Nothing can ruins your day more thoroughly than a crappy wifi signal that slows your entire life to a crawl filled with error messages, broken images, and tedious loading animations that quickly test your sense of reality.

When that’s the situation in your own home, it’s even worse—because it’s inescapable. If your wifi signal isn’t making it past the room your router sits in, there are several possible explanations—but you might want to start by considering the stuff your house is made of. Wifi is a radio signal, and when a radio signal passes through a solid material, it weakens—and certain materials have a bigger impact than others.

Metal is a good electrical conductor, which means it absorbs radio waves, degrading your wifi signal pretty significantly. Look for these culprits:

  • Chicken wire. You might not think there are any metal barriers in your home, but do you know what’s inside your walls? Plaster, cement, or stucco walls often use chicken wire or other metal mesh as a reinforcement, essentially turning your walls into wifi-eating machines. Moving your router to a more open location might improve your signal.

  • Appliances and furniture. Appliances like refrigerators or televisions and metal furniture like filing cabinets are big lumps of metal sitting in your house, and if they come between your router and everything else, the signal will have to fight its way through them.

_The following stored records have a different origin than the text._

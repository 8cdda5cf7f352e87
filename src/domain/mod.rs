//! Module that describe domain entities and errors.
mod entities;
mod errors;

pub use entities::check_amount;
pub use entities::AccountType;
pub use entities::Credentials;
pub use entities::GatewayResponse;
pub use entities::PaymentOrigin;
pub use entities::ReferenceNumber;
pub use entities::Transaction;
pub use entities::TransactionState;
pub use entities::ValidTransaction;
pub use entities::UNREADABLE_REQUEST;
pub use errors::*;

  • Doors. If you have heavy metal doors in the house, those slabs may be gobbling up your wifi signals for breakfast.

Glass

Glass itself isn’t a problem for wifi signals, but many of the glass stuff in your house also contains metal. Mirrors, for example, typically use a thin layer of silver or aluminum to make them reflective, and modern low-emission windows use a thin metallic coating to enhance their insulating properties, which is great for your energy bills but terrible for your wifi signal.

Water features

Water eats low-frequency radio signals for lunch, because it reacts with them—that’s how a microwave can boil a cup of water so efficiently. You probably didn’t put your router at the bottom of a swimming pool, but if you have a large aquarium or other water feature in the home, it will degrade your signal. Water and heating pipes in the walls can also pose a challenge, so having your router on the opposite side of a bathroom, kitchen, or utility room will complicate your coverage.

Concrete and brick

Concrete is dense and challenging for radio signals to pass through, so if your home or apartment has concrete walls and/or floors your wifi signal might go AWOL between the router and, say, your living room television. The problem will be even worse if the concrete is reinforced with metal.

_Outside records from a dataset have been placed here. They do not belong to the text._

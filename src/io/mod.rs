//! Remote boundary: the SOAP actions the gateway exposes, the transport seam,
//! and the envelope codec.
mod http;
pub mod soap;

pub use http::HttpTransport;

use std::fmt;

#[cfg(test)]
use mockall::automock;

use crate::GatewayError;

/// XML namespace of the transaction processing service.
pub const SERVICE_NAMESPACE: &str = "https://ssl.selectpayment.com/PV";

#[derive(Debug, Clone, Copy, PartialEq, Eq, Hash)]
pub enum SoapAction {
    TestConnection,
    TestCredentials,
    AuthorizeTransaction,
    CaptureTransaction,
    VoidTransaction,
    RefundTransaction,
}

impl SoapAction {
    pub fn name(&self) -> &'static str {
        match self {
            SoapAction::TestConnection => "TestConnection",
            SoapAction::TestCredentials => "TestCredentials",
            SoapAction::AuthorizeTransaction => "AuthorizeTransaction",
            SoapAction::CaptureTransaction => "CaptureTransaction",
            SoapAction::VoidTransaction => "VoidTransaction",
            SoapAction::RefundTransaction => "RefundTransaction",
        }
    }

    /// Value of the `SOAPAction` HTTP header, quotes included.
    pub fn header_value(&self) -> String {
        format!("\"{}/{}\"", SERVICE_NAMESPACE, self.name())
    }
}

impl fmt::Display for SoapAction {
    fn fmt(&self, f: &mut fmt::Formatter<'_>) -> fmt::Result {
        f.write_str(self.name())
    }
}

/// Delivers one SOAP envelope and returns the raw response envelope.
///
/// Implementations return the body of SOAP fault responses as `Ok`, even when
/// they arrive with an HTTP error status; deciding what a fault means is up to
/// the caller.
#[cfg_attr(test, automock)]
pub trait SoapTransport {
    fn send(&self, action: SoapAction, envelope: String) -> Result<String, GatewayError>;
}

impl<T: SoapTransport + ?Sized> SoapTransport for &T {
    fn send(&self, action: SoapAction, envelope: String) -> Result<String, GatewayError> {
        (**self).send(action, envelope)
    }
}

impl<T: SoapTransport + ?Sized> SoapTransport for Box<T> {
    fn send(&self, action: SoapAction, envelope: String) -> Result<String, GatewayError> {
        (**self).send(action, envelope)
    }
}
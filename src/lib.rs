#![warn(rust_2018_idioms, missing_debug_implementations)]
mod config;
mod domain;
mod engine;
pub mod io;
pub mod session;

pub use crate::config::*;
pub use crate::domain::*;
pub use crate::engine::*;
pub use crate::io::HttpTransport;
pub use crate::io::SoapAction;
pub use crate::io::SoapTransport;
pub use crate::session::*;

Brick is less dense than concrete but it’s still going to block a lot of that signal.

Ceramic tile

Ceramic tile by itself is only a moderate barrier to wifi signals—but when combined with other materials like drywall or plaster, that ceramic tile becomes a real problem for your internet speeds. If you have a tiled bathroom between your router and the stuff that it feeds, for example, you might experience a significant loss of signal as a result—possibly worsened by water pipes and other metallic materials in the walls as well.

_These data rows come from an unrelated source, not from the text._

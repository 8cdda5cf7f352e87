use std::fmt;

use chrono::NaiveDate;
use rust_decimal::Decimal;
use typed_builder::TypedBuilder;

use super::errors::ConfigError;
use super::errors::ValidationError;

/// Prefix the gateway puts on every message about a request it could not read.
/// Local validation failures reuse it so callers matching on it keep working.
pub const UNREADABLE_REQUEST: &str = "Server was unable to read request.";

/// Gateway credentials. Immutable once built.
#[derive(Clone, PartialEq, Eq)]
pub struct Credentials {
    store_id: String,
    store_key: String,
    entity_id: String,
    location_id: String,
}

impl Credentials {
    pub fn new(
        store_id: impl Into<String>,
        store_key: impl Into<String>,
        entity_id: impl Into<String>,
        location_id: impl Into<String>,
    ) -> Result<Self, ConfigError> {
        let credentials = Credentials {
            store_id: store_id.into(),
            store_key: store_key.into(),
            entity_id: entity_id.into(),
            location_id: location_id.into(),
        };
        for (key, value) in [
            ("store-id", &credentials.store_id),
            ("store-key", &credentials.store_key),
            ("entity-id", &credentials.entity_id),
            ("location-id", &credentials.location_id),
        ] {
            if value.trim().is_empty() {
                return Err(ConfigError::Empty(key));
            }
        }
        Ok(credentials)
    }

    pub fn store_id(&self) -> &str {
        &self.store_id
    }

    pub fn store_key(&self) -> &str {
        &self.store_key
    }

    pub fn entity_id(&self) -> &str {
        &self.entity_id
    }

    pub fn location_id(&self) -> &str {
        &self.location_id
    }
}

impl fmt::Debug for Credentials {
    fn fmt(&self, f: &mut fmt::Formatter<'_>) -> fmt::Result {
        f.debug_struct("Credentials")
            .field("store_id", &self.store_id)
            .field("store_key", &"***")
            .field("entity_id", &self.entity_id)
            .field("location_id", &self.location_id)
            .finish()
    }
}

/// Gateway-issued identifier correlating authorize, capture, void and refund.
#[derive(Debug, Clone, PartialEq, Eq, Hash)]
pub struct ReferenceNumber(String);

impl ReferenceNumber {
    /// Wraps a reference number issued by the gateway. Returns `None` for a blank id.
    pub fn new(value: impl Into<String>) -> Option<Self> {
        let value = value.into();
        let trimmed = value.trim();
        if trimmed.is_empty() {
            None
        } else {
            Some(ReferenceNumber(trimmed.to_string()))
        }
    }

    pub fn as_str(&self) -> &str {
        &self.0
    }
}

impl fmt::Display for ReferenceNumber {
    fn fmt(&self, f: &mut fmt::Formatter<'_>) -> fmt::Result {
        f.write_str(&self.0)
    }
}

#[derive(Debug, Clone, Copy, PartialEq, Eq, Default)]
pub enum AccountType {
    #[default]
    Checking,
    Savings,
}

impl AccountType {
    pub fn as_wire(&self) -> &'static str {
        match self {
            AccountType::Checking => "Checking",
            AccountType::Savings => "Savings",
        }
    }
}

#[derive(Debug, Clone, Copy, PartialEq, Eq, Default)]
pub enum PaymentOrigin {
    #[default]
    Internet,
    Telephone,
}

impl PaymentOrigin {
    pub fn as_wire(&self) -> &'static str {
        match self {
            PaymentOrigin::Internet => "Internet",
            PaymentOrigin::Telephone => "Telephone",
        }
    }
}

/// An ACH debit submitted for authorization.
///
/// Every field is optional at build time so that an incomplete transaction can
/// still be handed to the client, which rejects it before any remote call.
///
/// # Examples
///
/// ```no_run
/// use profitstars_ach::Transaction;
/// use rust_decimal_macros::dec;
///
/// let transaction = Transaction::builder()
///     .routing_number("111000025")
///     .account_number("5637492437")
///     .total_amount(dec!(9.95))
///     .transaction_number("INV-1001")
///     .name_on_account("Jane Doe")
///     .effective_date(chrono::Utc::now().date_naive())
///     .build();
/// ```
#[derive(Clone, Default, PartialEq, TypedBuilder)]
pub struct Transaction {
    #[builder(default, setter(into, strip_option))]
    routing_number: Option<String>,
    #[builder(default, setter(into, strip_option))]
    account_number: Option<String>,
    #[builder(default, setter(strip_option))]
    total_amount: Option<Decimal>,
    #[builder(default, setter(into, strip_option))]
    transaction_number: Option<String>,
    #[builder(default, setter(into, strip_option))]
    name_on_account: Option<String>,
    #[builder(default, setter(strip_option))]
    effective_date: Option<NaiveDate>,
    #[builder(default, setter(into))]
    description: String,
    #[builder(default)]
    account_type: AccountType,
    #[builder(default)]
    payment_origin: PaymentOrigin,
}

impl Transaction {
    pub fn routing_number(&self) -> Option<&str> {
        self.routing_number.as_deref()
    }

    pub fn account_number(&self) -> Option<&str> {
        self.account_number.as_deref()
    }

    pub fn total_amount(&self) -> Option<Decimal> {
        self.total_amount
    }

    pub fn transaction_number(&self) -> Option<&str> {
        self.transaction_number.as_deref()
    }

    pub fn name_on_account(&self) -> Option<&str> {
        self.name_on_account.as_deref()
    }

    pub fn effective_date(&self) -> Option<NaiveDate> {
        self.effective_date
    }

    pub fn description(&self) -> &str {
        &self.description
    }

    pub fn account_type(&self) -> AccountType {
        self.account_type
    }

    pub fn payment_origin(&self) -> PaymentOrigin {
        self.payment_origin
    }

    /// Checks that every required field is present and well formed.
    pub fn validate(&self) -> Result<ValidTransaction<'_>, ValidationError> {
        let mut missing = vec![];
        let routing_number = present(&self.routing_number, "routing_number", &mut missing);
        let account_number = present(&self.account_number, "account_number", &mut missing);
        let transaction_number =
            present(&self.transaction_number, "transaction_number", &mut missing);
        let name_on_account = present(&self.name_on_account, "name_on_account", &mut missing);
        if self.total_amount.is_none() {
            missing.push("total_amount");
        }
        if self.effective_date.is_none() {
            missing.push("effective_date");
        }
        let (
            Some(routing_number),
            Some(account_number),
            Some(transaction_number),
            Some(name_on_account),
            Some(total_amount),
            Some(effective_date),
        ) = (
            routing_number,
            account_number,
            transaction_number,
            name_on_account,
            self.total_amount,
            self.effective_date,
        )
        else {
            return Err(ValidationError::MissingFields(missing));
        };

        if routing_number.len() != 9 || !is_digits(routing_number) {
            return Err(ValidationError::InvalidRoutingNumber);
        }
        if !is_digits(account_number) {
            return Err(ValidationError::InvalidAccountNumber);
        }
        check_amount(total_amount)?;

        Ok(ValidTransaction {
            routing_number,
            account_number,
            total_amount,
            transaction_number,
            name_on_account,
            effective_date,
            description: &self.description,
            account_type: self.account_type,
            payment_origin: self.payment_origin,
        })
    }
}

impl fmt::Debug for Transaction {
    fn fmt(&self, f: &mut fmt::Formatter<'_>) -> fmt::Result {
        write!(
            f,
            "Transaction [number {} - amount {} - date {}]",
            self.transaction_number.as_deref().unwrap_or("-"),
            self.total_amount
                .map(|amount| amount.to_string())
                .unwrap_or_else(|| "-".to_string()),
            self.effective_date
                .map(|date| date.to_string())
                .unwrap_or_else(|| "-".to_string()),
        )
    }
}

/// Amounts must be zero or positive and expressed in whole cents.
pub fn check_amount(amount: Decimal) -> Result<(), ValidationError> {
    if amount.is_sign_negative() && !amount.is_zero() {
        return Err(ValidationError::NegativeAmount(amount));
    }
    if amount.normalize().scale() > 2 {
        return Err(ValidationError::SubCentAmount(amount));
    }
    Ok(())
}

fn present<'a>(
    field: &'a Option<String>,
    name: &'static str,
    missing: &mut Vec<&'static str>,
) -> Option<&'a str> {
    match field.as_deref().map(str::trim) {
        Some(value) if !value.is_empty() => Some(value),
        _ => {
            missing.push(name);
            None
        }
    }
}

fn is_digits(value: &str) -> bool {
    !value.is_empty() && value.bytes().all(|b| b.is_ascii_digit())
}

/// A transaction that passed [`Transaction::validate`], ready to be encoded.
#[derive(Debug, Clone, Copy, PartialEq)]
pub struct ValidTransaction<'a> {
    pub routing_number: &'a str,
    pub account_number: &'a str,
    pub total_amount: Decimal,
    pub transaction_number: &'a str,
    pub name_on_account: &'a str,
    pub effective_date: NaiveDate,
    pub description: &'a str,
    pub account_type: AccountType,
    pub payment_origin: PaymentOrigin,
}

/// Outcome of one gateway operation.
#[derive(Debug, Clone, PartialEq, Eq)]
pub struct GatewayResponse {
    pub success: bool,
    pub message: String,
    pub reference_number: Option<ReferenceNumber>,
    pub code: Option<String>,
}

impl GatewayResponse {
    pub fn rejected(message: impl Into<String>) -> Self {
        GatewayResponse {
            success: false,
            message: message.into(),
            reference_number: None,
            code: None,
        }
    }
}

/// Lifecycle of a single transaction as observed through the gateway calls.
#[derive(Debug, Clone, Copy, PartialEq, Eq, Default)]
pub enum TransactionState {
    #[default]
    Uninitiated,
    Authorized,
    Captured,
    Voided,
    /// Cleared by the banking network. Not reported by any call; see
    /// `TransactionSession::mark_settled`.
    Settled,
    Refunded,
}

impl TransactionState {
    pub fn can_capture(&self) -> bool {
        matches!(self, TransactionState::Authorized)
    }

    pub fn can_void(&self) -> bool {
        matches!(
            self,
            TransactionState::Authorized | TransactionState::Captured
        )
    }

    pub fn can_refund(&self) -> bool {
        matches!(self, TransactionState::Settled)
    }
}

What to do if you have these materials blocking your wifi signal

If your wifi signal sucks and you suspect some of these materials might be to blame, you might not be able (or willing) to tear your home apart to boost your wifi signal—but being aware of these materials can help you choose the best possible location for your router to remove as many barriers as possible.

If location is a challenge, look into setting up a mesh networking solution, which can blanket your home with a full-strength wifi signal despite any barriers that exist in the walls or other aspects of the structure. You could also look into running wired internet throughout your home, which is still a perfectly viable solution when it comes to getting internet to your various devices.